__Work item__:
Only lines holding the word "bool" are wanted from the records; copy all of them.

(Stored items)
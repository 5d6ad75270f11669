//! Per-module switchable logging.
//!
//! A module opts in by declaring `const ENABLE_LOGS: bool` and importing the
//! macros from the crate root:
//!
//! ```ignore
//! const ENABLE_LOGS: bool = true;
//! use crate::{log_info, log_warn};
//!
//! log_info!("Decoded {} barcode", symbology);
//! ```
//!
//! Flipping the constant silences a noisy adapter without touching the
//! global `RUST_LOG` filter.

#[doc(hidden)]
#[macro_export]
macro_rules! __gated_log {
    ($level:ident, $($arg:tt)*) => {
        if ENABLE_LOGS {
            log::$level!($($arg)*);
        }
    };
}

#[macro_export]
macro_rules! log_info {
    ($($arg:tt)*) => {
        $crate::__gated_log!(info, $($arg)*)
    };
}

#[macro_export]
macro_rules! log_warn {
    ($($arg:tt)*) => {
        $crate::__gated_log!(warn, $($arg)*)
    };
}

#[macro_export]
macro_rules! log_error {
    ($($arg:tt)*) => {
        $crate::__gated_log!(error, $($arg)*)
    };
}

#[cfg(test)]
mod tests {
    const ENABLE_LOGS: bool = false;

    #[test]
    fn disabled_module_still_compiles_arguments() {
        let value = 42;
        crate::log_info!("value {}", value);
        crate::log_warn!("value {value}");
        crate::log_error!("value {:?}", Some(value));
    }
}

__Answer section__:
//! A module opts in by declaring `const ENABLE_LOGS: bool` and importing the
//! const ENABLE_LOGS: bool = true;
    const ENABLE_LOGS: bool = false;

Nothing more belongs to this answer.